The research team created a blast neurotrauma mouse model that controlled head motion during blast exposure. The study showed that the brain injuries observed in mice exposed to blasts -- equivalent to battlefield exposures -- are identical to the brain injuries suffered by soldiers from military blasts, such as IEDs, when the heads were allowed to move.

However, when the head motions were restrained, there were no brain injuries or other neurological effects in the mice.

The researchers also compared brain tissue samples from four soldiers with known blast exposure and/or concussive injury with brain tissue samples from three amateur American football players and a professional wrestler with histories of repetitive concussive injuries. In addition, they compared the brain tissue samples to those from a control group of four young men without a history of blast exposure, concussive injury or neurological disease.

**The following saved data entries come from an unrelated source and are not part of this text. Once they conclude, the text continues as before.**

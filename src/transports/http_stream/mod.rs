// Streamable HTTP Transport (for chunked/streaming HTTP responses)
use anyhow::{anyhow, Result};
use async_trait::async_trait;
use futures::StreamExt;
use reqwest::{header, Client};
use serde_json::Value;
use std::collections::HashMap;
use std::time::Duration;
use tokio::sync::mpsc;

/// Maximum time to wait for the next chunk before raising a timeout envelope.
const CHUNK_READ_TIMEOUT: Duration = Duration::from_secs(5);

use crate::auth::AuthConfig;
use crate::providers::base::Provider;
use crate::providers::http_stream::StreamableHttpProvider;
use crate::tools::Tool;
use crate::transports::{
    stream::{boxed_channel_stream, StreamResult},
    ClientTransport,
};

pub struct StreamableHttpTransport {
    client: Client,
}

impl StreamableHttpTransport {
    pub fn new() -> Self {
        Self {
            client: Client::new(),
        }
    }

    fn apply_auth(
        &self,
        builder: reqwest::RequestBuilder,
        auth: &AuthConfig,
    ) -> Result<reqwest::RequestBuilder> {
        match auth {
            AuthConfig::ApiKey(api_key) => {
                let location = api_key.location.to_ascii_lowercase();
                match location.as_str() {
                    "header" => Ok(builder.header(&api_key.var_name, &api_key.api_key)),
                    "query" => {
                        Ok(builder.query(&[(api_key.var_name.clone(), api_key.api_key.clone())]))
                    }
                    "cookie" => {
                        let cookie_value = format!("{}={}", api_key.var_name, api_key.api_key);
                        Ok(builder.header(header::COOKIE, cookie_value))
                    }
                    other => Err(anyhow!("Unsupported API key location: {}", other)),
                }
            }
            AuthConfig::Basic(basic) => {
                Ok(builder.basic_auth(&basic.username, Some(&basic.password)))
            }
            AuthConfig::OAuth2(_) => Err(anyhow!(
                "OAuth2 auth is not yet supported by the HTTP stream transport"
            )),
        }
    }
}

#[async_trait]
impl ClientTransport for StreamableHttpTransport {
    fn name(&self) -> &'static str {
        "http_stream"
    }

    async fn register_tool_provider(&self, _prov: &dyn Provider) -> Result<Vec<Tool>> {
        // Streamable HTTP often shares the same discovery endpoint as HTTP providers.
        Ok(vec![])
    }

    async fn deregister_tool_provider(&self, _prov: &dyn Provider) -> Result<()> {
        Ok(())
    }

    async fn call_tool(
        &self,
        tool_name: &str,
        args: HashMap<String, Value>,
        prov: &dyn Provider,
    ) -> Result<Value> {
        // Fallback: perform a standard request and aggregate the full response.
        let http_prov = prov
            .as_any()
            .downcast_ref::<StreamableHttpProvider>()
            .ok_or_else(|| anyhow!("Provider is not a StreamableHttpProvider"))?;

        let url = format!("{}/{}", http_prov.url.trim_end_matches('/'), tool_name);
        let method_upper = http_prov.http_method.to_uppercase();
        let mut request_builder = match method_upper.as_str() {
            "GET" => self.client.get(&url).query(&args),
            "POST" => self.client.post(&url).json(&args),
            "PUT" => self.client.put(&url).json(&args),
            "DELETE" => self.client.delete(&url).json(&args),
            "PATCH" => self.client.patch(&url).json(&args),
            other => return Err(anyhow!("Unsupported HTTP method: {}", other)),
        };

        if let Some(headers) = &http_prov.headers {
            for (k, v) in headers {
                request_builder = request_builder.header(k, v);
            }
        }

        if let Some(auth) = &http_prov.base.auth {
            request_builder = self.apply_auth(request_builder, auth)?;
        }

        let response = request_builder.send().await?;

        if !response.status().is_success() {
            return Err(anyhow!(
                "HTTP request failed with status: {}",
                response.status()
            ));
        }

        let value: Value = response.json().await?;
        Ok(value)
    }

    async fn call_tool_stream(
        &self,
        tool_name: &str,
        args: HashMap<String, Value>,
        prov: &dyn Provider,
    ) -> Result<Box<dyn StreamResult>> {
        let http_prov = prov
            .as_any()
            .downcast_ref::<StreamableHttpProvider>()
            .ok_or_else(|| anyhow!("Provider is not a StreamableHttpProvider"))?;

        let url = format!("{}/{}", http_prov.url.trim_end_matches('/'), tool_name);
        let method_upper = http_prov.http_method.to_uppercase();
        let mut req = match method_upper.as_str() {
            "GET" => self.client.get(url).query(&args),
            "POST" => self.client.post(url).json(&args),
            "PUT" => self.client.put(url).json(&args),
            "DELETE" => self.client.delete(url).json(&args),
            "PATCH" => self.client.patch(url).json(&args),
            other => return Err(anyhow!("Unsupported HTTP method: {}", other)),
        };

        if let Some(headers) = &http_prov.headers {
            for (k, v) in headers {
                req = req.header(k, v);
            }
        }

        if let Some(auth) = &http_prov.base.auth {
            req = self.apply_auth(req, auth)?;
        }

        let response = req.send().await?;

        if !response.status().is_success() {
            return Err(anyhow!(
                "HTTP request failed with status: {}",
                response.status()
            ));
        }

        // Stream response chunks and parse them as JSON values.
        let mut byte_stream = response.bytes_stream();
        let (tx, rx) = mpsc::channel(16);

        tokio::spawn(async move {
            loop {
                let chunk_result =
                    match tokio::time::timeout(CHUNK_READ_TIMEOUT, byte_stream.next()).await {
                        Ok(Some(chunk_result)) => chunk_result,
                        Ok(None) => break,
                        Err(_) => {
                            let _ = tx
                                .send(Err(anyhow!(
                                    "timeout: no chunk received within {:?}",
                                    CHUNK_READ_TIMEOUT
                                )))
                                .await;
                            break;
                        }
                    };
                match chunk_result {
                    Ok(bytes) => {
                        let parsed = serde_json::from_slice::<Value>(&bytes)
                            .map_err(|e| anyhow!("Failed to parse JSON from stream: {}", e));
                        if tx.send(parsed).await.is_err() {
                            break;
                        }
                    }
                    Err(err) => {
                        let _ = tx
                            .send(Err(anyhow!("Error reading bytes from stream: {}", err)))
                            .await;
                        break;
                    }
                }
            }
        });

        Ok(boxed_channel_stream(rx, None))
    }
}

The results showed that the brain damage in blast-exposed veterans is similar to the brain injuries observed in football players who have sustained repetitive concussive head injuries. This result is a significant finding because it demonstrates a common link between what has previously been believed to be two disparate injury mechanisms.

The three-year-long study, believed to be the first and only research effort that has clearly identified an injury mechanism from the direct effects of blasts, involved 35 researchers from 14 university research centers, medical schools, hospitals or other centers.

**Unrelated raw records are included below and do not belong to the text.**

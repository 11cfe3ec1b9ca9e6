// GraphQL Transport - queries, mutations, and subscriptions
use anyhow::{anyhow, Result};
use async_trait::async_trait;
use base64::Engine;
use futures::{SinkExt, StreamExt};
use reqwest::Client;
use serde_json::{json, Value};
use std::collections::HashMap;
use tokio::sync::mpsc;
use tokio_tungstenite::{connect_async, tungstenite::Message};

use crate::auth::AuthConfig;
use crate::providers::base::Provider;
use crate::providers::graphql::GraphqlProvider;
use crate::tools::{Tool, ToolInputOutputSchema};
use crate::transports::{
    stream::{boxed_channel_stream, StreamResult},
    ClientTransport,
};

/// Transport that maps GraphQL operations to UTCP tools.
pub struct GraphQLTransport {
    client: Client,
}
use serde::{Deserialize, Serialize};

use crate::auth::AuthConfig;

#[derive(Debug, Clone, PartialEq, Serialize, Deserialize)]
#[serde(rename_all = "snake_case")]
pub enum ProviderType {
    Http,
    Sse,
    HttpStream,
    Cli,
    Websocket,
    Grpc,
    Graphql,
    Tcp,
    Udp,
    Webrtc,
    Mcp,
    Text,
    #[serde(other)]
    Unknown,
}

impl ProviderType {
    pub fn as_key(&self) -> &'static str {
        match self {
            ProviderType::Http => "http",
            ProviderType::Sse => "sse",
            ProviderType::HttpStream => "http_stream",
            ProviderType::Cli => "cli",
            ProviderType::Websocket => "websocket",
            ProviderType::Grpc => "grpc",
            ProviderType::Graphql => "graphql",
            ProviderType::Tcp => "tcp",
            ProviderType::Udp => "udp",
            ProviderType::Webrtc => "webrtc",
            ProviderType::Mcp => "mcp",
            ProviderType::Text => "text",
            ProviderType::Unknown => "unknown",
        }
    }
}

#[cfg(test)]
mod tests {
    use super::ProviderType;

    #[test]
    fn provider_type_keys_match_transport_names() {
        assert_eq!(ProviderType::Http.as_key(), "http");
        assert_eq!(ProviderType::Sse.as_key(), "sse");
        assert_eq!(ProviderType::HttpStream.as_key(), "http_stream");
        assert_eq!(ProviderType::Cli.as_key(), "cli");
        assert_eq!(ProviderType::Websocket.as_key(), "websocket");
        assert_eq!(ProviderType::Grpc.as_key(), "grpc");
        assert_eq!(ProviderType::Graphql.as_key(), "graphql");
        assert_eq!(ProviderType::Tcp.as_key(), "tcp");
        assert_eq!(ProviderType::Udp.as_key(), "udp");
        assert_eq!(ProviderType::Webrtc.as_key(), "webrtc");
        assert_eq!(ProviderType::Mcp.as_key(), "mcp");
        assert_eq!(ProviderType::Text.as_key(), "text");
        assert_eq!(ProviderType::Unknown.as_key(), "unknown");
    }
}

pub trait Provider: Send + Sync + std::fmt::Debug + std::any::Any {
    fn type_(&self) -> ProviderType;
    fn name(&self) -> String;

    fn as_any(&self) -> &dyn std::any::Any;

    /// Re-serialize this provider back to JSON, used by the kernel to run
    /// recursive variable substitution without knowing the concrete type.
    fn as_value(&self) -> serde_json::Value;

    /// Communication protocol keys this provider's tools may be called
    /// through. Defaults to only the provider's own type (secure by
    /// default); a provider carrying an explicit, non-empty
    /// `allowed_communication_protocols` list widens that.
    fn allowed_protocols(&self) -> Vec<String>;
}

#[derive(Debug, Clone, Serialize, Deserialize)]
pub struct BaseProvider {
    pub name: String,
    pub provider_type: ProviderType,
    #[serde(skip_serializing_if = "Option::is_none")]
    pub auth: Option<AuthConfig>,
    /// When present, restricts which transport keys a manual's tools may be
    /// registered under (used by transports that can surface tools meant
    /// for sibling protocols, e.g. a GraphQL manual listing an HTTP tool).
    #[serde(skip_serializing_if = "Option::is_none", default)]
    pub allowed_communication_protocols: Option<Vec<String>>,
}

impl BaseProvider {
    /// Shared implementation every concrete provider delegates to from its
    /// own `Provider::allowed_protocols`.
    pub fn allowed_protocols(&self) -> Vec<String> {
        match &self.allowed_communication_protocols {
            Some(list) if !list.is_empty() => list.clone(),
            _ => vec![self.provider_type.as_key().to_string()],
        }
    }
}

impl Provider for BaseProvider {
    fn type_(&self) -> ProviderType {
        self.provider_type.clone()
    }
    fn name(&self) -> String {
        self.name.clone()
    }
    fn as_any(&self) -> &dyn std::any::Any {
        self
    }

    fn as_value(&self) -> serde_json::Value {
        serde_json::to_value(self).unwrap_or(serde_json::Value::Null)
    }

    fn allowed_protocols(&self) -> Vec<String> {
        BaseProvider::allowed_protocols(self)
    }
}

The research team was led by Lee Goldstein, a medical doctor and associate professor at Boston University School of Medicine (BUSM) and Boston University College of Engineering, and Ann McKee, a medical doctor, professor at BUSM and director of the Neuropathology Service for the Veterans Affairs New England Healthcare System. It included William Moss, a physicist in B Division at Lawrence Livermore National Laboratory.

In addition to Boston University, the Veterans Affairs Boston Healthcare System and LLNL, among the other institutions participating in the study were New York Medical College, Harvard Medical School, Massachusetts General Hospital, Emerson Hospital (Concord, Mass.), the Veteran Affairs Medical Center (White River Junction, Vt.), and the University of Massachusetts, Lowell.

As a co-author of the paper, Moss contributed to the sections describing the blast characteristics and the discussion leading to the conclusion that blast-induced head motion was the predominant brain injury mechanism. He also showed that the experimentally produced blast waves were similar -- in amplitude and duration -- to military exposures.